• [PROBLEM STATEMENT]:
Look for the string "output" in the data below, and copy each line that holds it.
--- MATERIAL FOR THIS TASK Enclosed Below ---
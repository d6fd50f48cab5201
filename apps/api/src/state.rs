//! Application state management.
//!
//! This module defines the shared application state passed to request
//! handlers that need it (the readiness probe). Domain routers carry their
//! own service state.

use sea_orm::DatabaseConnection;

/// Shared application state.
///
/// This struct is cloned for each handler (inexpensive Arc clones),
/// providing access to:
/// - Application configuration
/// - SQLite database connection pool
#[derive(Clone)]
pub struct AppState {
    /// Application configuration loaded from environment variables
    pub config: crate::config::Config,
    /// SQLite database connection pool
    pub db: DatabaseConnection,
}
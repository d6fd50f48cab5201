use crate::Environment;
use tracing::{debug, info};
use tracing_subscriber::{prelude::*, EnvFilter};

/// Install color-eyre with a project-standard configuration.
///
/// Call this early in main() before any fallible operations to ensure
/// colored error output. Safe to call multiple times.
pub fn install_color_eyre() {
    let _ = color_eyre::config::HookBuilder::default()
        .display_location_section(true)
        .display_env_section(false)
        .install();
}

/// Initialize tracing with environment-aware configuration and error span capture.
///
/// - **Production** (`APP_ENV=production`): JSON format for log aggregation,
///   module targets hidden, ErrorLayer for span trace capture.
/// - **Development** (default): pretty-printed, human-readable output with
///   ErrorLayer for span trace capture.
///
/// Environment variables:
/// - `APP_ENV`: set to "production" for JSON logs (default: "development")
/// - `RUST_LOG`: override log levels (e.g. "debug", "catalog_api=trace")
///
/// Safe to call multiple times: if a subscriber is already installed the
/// call silently continues (common in tests).
pub fn init_tracing(environment: &Environment) {
    let is_production = environment.is_production();

    let filter = EnvFilter::try_from_default_env().unwrap_or_else(|_| {
        if is_production {
            EnvFilter::new("info,tower_http=info,sea_orm=warn")
        } else {
            EnvFilter::new("debug,tower_http=debug")
        }
    });

    let result = if is_production {
        tracing_subscriber::registry()
            .with(
                tracing_subscriber::fmt::layer()
                    .json()
                    .with_target(false)
                    .flatten_event(true),
            )
            .with(tracing_error::ErrorLayer::default())
            .with(filter)
            .try_init()
    } else {
        tracing_subscriber::registry()
            .with(
                tracing_subscriber::fmt::layer()
                    .with_target(false)
                    .with_file(false)
                    .with_line_number(false)
                    .pretty(),
            )
            .with(tracing_error::ErrorLayer::default())
            .with(filter)
            .try_init()
    };

    match result {
        Ok(_) => {
            info!(
                "Tracing initialized with ErrorLayer. Environment: {:?}",
                environment
            );
        }
        Err(_) => {
            debug!("Tracing already initialized, skipping re-initialization");
        }
    }
}

#[cfg(test)]
mod tests {
    use super::*;

    #[test]
    fn test_init_tracing_development() {
        let env = Environment::Development;
        init_tracing(&env);
    }

    #[test]
    fn test_init_tracing_production() {
        let env = Environment::Production;
        init_tracing(&env);
    }

    #[test]
    fn test_init_tracing_multiple_calls() {
        let env = Environment::Development;
        init_tracing(&env);
        init_tracing(&env);
    }

    #[test]
    fn test_init_tracing_with_rust_log_env() {
        temp_env::with_var("RUST_LOG", Some("trace"), || {
            let env = Environment::Development;
            init_tracing(&env);
        });
    }
}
--- End of Enclosed MATERIAL FOR THIS TASK ---
• [RESULT FOR THIS EXERCISE]:
/// colored error output. Safe to call multiple times.
/// - **Development** (default): pretty-printed, human-readable output with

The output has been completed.